''My record will fall sooner or later'' - Brazil and World Cup legend Schmidt
NANJING (China) - One of the all-time greats, Brazilian legend Oscar Schmidt insists he feels comfortable with his status as the all-time leading FIBA Basketball World Cup scorer coming to an end if and when it does comes to an end.
The 61-year-old set a record for most points scored in the history of the competition in the 1990 edition of the tournament in Argentina when he averaged 34.6 points per game while helping Brazil to a Fifth-Place finish.
I HONESTLY WILL NEVER UNDERSTAND WHY PLAYERS REFUSE TO PLAY FOR THEIR NATIONAL TEAM. I HAVE DECLINED AN OFFER TO PLAY IN THE NBA BECAUSE OF MY NATIONAL TEAM.
Ironically it was an Argentine who recently closed the gap to Schmidt's record. By scoring his 595th point against Nigeria, 39-year-old Luis Scola last week leapfrogged Australia's Andrew Gaze (594 points) to become the second leading scorer of all time in the history of the FIBA Basketball World Cup.

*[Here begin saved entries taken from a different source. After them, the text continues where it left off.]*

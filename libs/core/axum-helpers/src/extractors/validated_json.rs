//! JSON extractor with automatic validation using the validator crate.

use crate::errors::{ErrorCode, ErrorResponse};
use axum::{
    extract::{FromRequest, Json, Request},
    http::StatusCode,
    response::{IntoResponse, Response},
};
use serde::de::DeserializeOwned;
use validator::Validate;

/// JSON extractor with automatic validation.
///
/// Validates the request body using the `validator` crate's `Validate` trait.
/// Returns structured validation errors if validation fails. A missing,
/// syntactically invalid, or type-mismatched body is always a 400 with the
/// standard error body, regardless of which rejection axum produced.
///
/// # Example
/// ```ignore
/// use axum::Router;
/// use axum::routing::post;
/// use axum_helpers::extractors::ValidatedJson;
/// use serde::Deserialize;
/// use validator::Validate;
///
/// #[derive(Deserialize, Validate)]
/// struct CreateProduct {
///     #[validate(length(min = 1))]
///     title: String,
/// }
///
/// async fn create(ValidatedJson(payload): ValidatedJson<CreateProduct>) -> String {
///     format!("Creating product: {}", payload.title)
/// }
///
/// let app = Router::new().route("/products", post(create));
/// ```
pub struct ValidatedJson<T>(pub T);

impl<T, S> FromRequest<S> for ValidatedJson<T>
where
    T: DeserializeOwned + Validate,
    S: Send + Sync,
{
    type Rejection = Response;

    async fn from_request(req: Request, state: &S) -> Result<Self, Self::Rejection> {
        let Json(data) = match Json::<T>::from_request(req, state).await {
            Ok(json) => json,
            Err(rejection) => {
                // Axum spreads body rejections over 400/415/422; the API
                // contract is a uniform 400 for any unusable body
                tracing::info!(
                    error_code = ErrorCode::JsonExtraction.code(),
                    "JSON extraction error: {:?}",
                    rejection
                );
                let error_response = ErrorResponse {
                    code: ErrorCode::JsonExtraction.code(),
                    error: "BadRequest".to_string(),
                    message: rejection.body_text(),
                    details: None,
                };
                return Err(
                    (StatusCode::BAD_REQUEST, axum::Json(error_response)).into_response()
                );
            }
        };

        data.validate().map_err(|e| {
            // Convert validator errors to structured JSON
            let details = e
                .field_errors()
                .iter()
                .map(|(field, errors)| {
                    let error_messages: Vec<serde_json::Value> = errors
                        .iter()
                        .map(|err| {
                            serde_json::json!({
                                "code": err.code,
                                "message": err.message,
                                "params": err.params,
                            })
                        })
                        .collect();
                    (field.to_string(), serde_json::json!(error_messages))
                })
                .collect::<serde_json::Map<_, _>>();

            let error_response = ErrorResponse {
                code: ErrorCode::ValidationError.code(),
                error: "BadRequest".to_string(),
                message: ErrorCode::ValidationError.default_message().to_string(),
                details: Some(serde_json::Value::Object(details)),
            };

            (StatusCode::BAD_REQUEST, axum::Json(error_response)).into_response()
        })?;

        Ok(ValidatedJson(data))
    }
}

Schmidt, fondly known as 'Mão Santa' (Holy Hand in English), scored 906 points in four FIBA Basketball World Cup events.
Scola admitted that Schmidt's record belongs to another level that he won't be able to reach. "It's impossible," the 2.03m (6ft 8in) forward said. "A small part of me - even if I had the chance to take number one from Oscar - a part of me doesn't want to do it. I just want him up there, he's my big hero. A small part of me would be like, ah, nah, let's just let him be."
Gaze (left) and Oscar in Shenzhen
Talking to FIBA.basketball, Schmidt was all praises for Scola.
"I appreciate his kind words. Scola is a wonderful human being, I wish my son would become as wonderful as him. Scola is a talented player, and deserves everybody’s respect. He is one of the best players in the world," Schmidt offered.
Praises aside, Schmidt went on saying that "records are set to be broken" and his historical mark will one day be broken. "That’s for sure, but I am not sure how long it will take to be broken, but it will happen."
The FIBA Hall of Fame Schmidt, an avid advocate of national team dedication and activities, is in China watching his native Brazil making strides and attempting to make history to return their glory days.
Brazil reached the Second Round of the tournament after beating New Zealand, Greece and Montenegro in Group F in Nanjing.
Oscar Schmidt watched Brazil's three Group F games in Nanjing
The result, Schmidt believes, indicates that good things are to come.
"After the win against Greece I have no more doubts about the strength of this Brazilian team. I truly believe that this team can reach the top-four in this World Cup. They have enough quality to make it happen, it’s up to them to deliver us some success."
Following a 87-67 defeat to the Czech Republic on Saturday, Brazil face a tough mission of beating the three-time defending champions USA on Monday in Shenzhen.
"The USA team is beatable," Schmidt said. "They almost lost to Turkey, and I was rooting for Turkey. Everybody roots against the better team. Theoretically the USA is the best team in this World Cup, but there are good teams in this tournament capable of beating them.
"They lose to Argentina in the Qualifiers, but teams like Canada can also be better than the Americans."
Oscar Schmidt and USA's Charles Barkley at 1996 Olympics
Looking through his four FIBA Basketball World Cup participations and five Olympic Games participation, Schmidt can't relate to players, who elect not to play for their countries.
"I honestly will never understand why a player refuses to play for their national team. I have declined an offer to play in the NBA because of my national team. The NBA is a clubs’ competition. The Brazilian national is unique. You can’t compare it with anything else."
Last week, Schmidt witnessed Bogdna Tanjevic being inducted to the FIBA Hall of Fame. For the Brazilian legend it was a "special moment, especially because Tanjevic changed my life. He saw me play once, and once he got in Italy he sent emissaries to sign me."